All entries below are to be copied precisely as they appear.

[Stored data]
+--

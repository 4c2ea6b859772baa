//! Case-insensitive raw header map.

use std::collections::BTreeMap;

use reqwest::header::HeaderMap;

/// The raw response headers, keyed case-insensitively.
///
/// Header names are stored lowercase (HTTP header names are case-insensitive,
/// and reqwest already normalizes them). When the same header occurs
/// more than once — pathological proxies duplicate `Expires` or `Date` — the
/// first occurrence wins and later ones are dropped. Values are carried as
/// unparsed strings; non-UTF-8 bytes are replaced lossily rather than dropped
/// so a mangled value still shows up in the raw report.
#[derive(Debug, Clone, Default)]
pub struct RawHeaders {
    entries: BTreeMap<String, String>,
}

impl RawHeaders {
    /// Builds the map from a reqwest header map, first occurrence winning.
    pub fn from_reqwest(headers: &HeaderMap) -> Self {
        let mut entries = BTreeMap::new();
        for (name, value) in headers.iter() {
            let value = String::from_utf8_lossy(value.as_bytes()).into_owned();
            entries
                .entry(name.as_str().to_ascii_lowercase())
                .or_insert(value);
        }
        Self { entries }
    }

    /// Builds the map from name/value pairs, first occurrence winning.
    ///
    /// Primarily for constructing header maps in tests without a live
    /// response.
    pub fn from_pairs<I, K, V>(pairs: I) -> Self
    where
        I: IntoIterator<Item = (K, V)>,
        K: AsRef<str>,
        V: Into<String>,
    {
        let mut entries = BTreeMap::new();
        for (name, value) in pairs {
            entries
                .entry(name.as_ref().to_ascii_lowercase())
                .or_insert_with(|| value.into());
        }
        Self { entries }
    }

    /// Looks up a header value by name, case-insensitively.
    pub fn get(&self, name: &str) -> Option<&str> {
        if name.chars().any(|c| c.is_ascii_uppercase()) {
            self.entries.get(&name.to_ascii_lowercase()).map(String::as_str)
        } else {
            self.entries.get(name).map(String::as_str)
        }
    }

    /// Iterates over all headers, sorted by (lowercase) name.
    pub fn iter(&self) -> impl Iterator<Item = (&str, &str)> {
        self.entries.iter().map(|(k, v)| (k.as_str(), v.as_str()))
    }

    /// Returns the number of distinct headers.
    pub fn len(&self) -> usize {
        self.entries.len()
    }

    /// Returns true when no headers were captured.
    pub fn is_empty(&self) -> bool {
        self.entries.is_empty()
    }
}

+--

## Final answer
repository 4c2ea6b859772baa
//! Case-insensitive raw header map.

use std::collections::BTreeMap;

use reqwest::header::HeaderMap;

/// The raw response headers, keyed case-insensitively.
///
/// Header names are stored lowercase (HTTP header names are case-insensitive,
/// and reqwest already normalizes them). When the same header occurs
/// more than once — pathological proxies duplicate `Expires` or `Date` — the
/// first occurrence wins and later ones are dropped. Values are carried as
/// unparsed strings; non-UTF-8 bytes are replaced lossily rather than dropped
/// so a mangled value still shows up in the raw report.
#[derive(Debug, Clone, Default)]
pub struct RawHeaders {
    entries: BTreeMap<String, String>,
}

impl RawHeaders {
    /// Builds the map from a reqwest header map, first occurrence winning.
    pub fn from_reqwest(headers: &HeaderMap) -> Self {
        let mut entries = BTreeMap::new();
        for (name, value) in headers.iter() {
            let value = String::from_utf8_lossy(value.as_bytes()).into_owned();
            entries
                .entry(name.as_str().to_ascii_lowercase())
                .or_insert(value);
        }
        Self { entries }
    }

    /// Builds the map from name/value pairs, first occurrence winning.
    ///
    /// Primarily for constructing header maps in tests without a live
    /// response.
    pub fn from_pairs<I, K, V>(pairs: I) -> Self
    where
        I: IntoIterator<Item = (K, V)>,
        K: AsRef<str>,
        V: Into<String>,
    {
        let mut entries = BTreeMap::new();
        for (name, value) in pairs {
            entries
                .entry(name.as_ref().to_ascii_lowercase())
                .or_insert_with(|| value.into());
        }
        Self { entries }
    }

    /// Looks up a header value by name, case-insensitively.
    pub fn get(&self, name: &str) -> Option<&str> {
        if name.chars().any(|c| c.is_ascii_uppercase()) {
            self.entries.get(&name.to_ascii_lowercase()).map(String::as_str)
        } else {
            self.entries.get(name).map(String::as_str)
        }
    }

    /// Iterates over all headers, sorted by (lowercase) name.
    pub fn iter(&self) -> impl Iterator<Item = (&str, &str)> {
        self.entries.iter().map(|(k, v)| (k.as_str(), v.as_str()))
    }

    /// Returns the number of distinct headers.
    pub fn len(&self) -> usize {
        self.entries.len()
    }

    /// Returns true when no headers were captured.
    pub fn is_empty(&self) -> bool {
        self.entries.is_empty()
    }
}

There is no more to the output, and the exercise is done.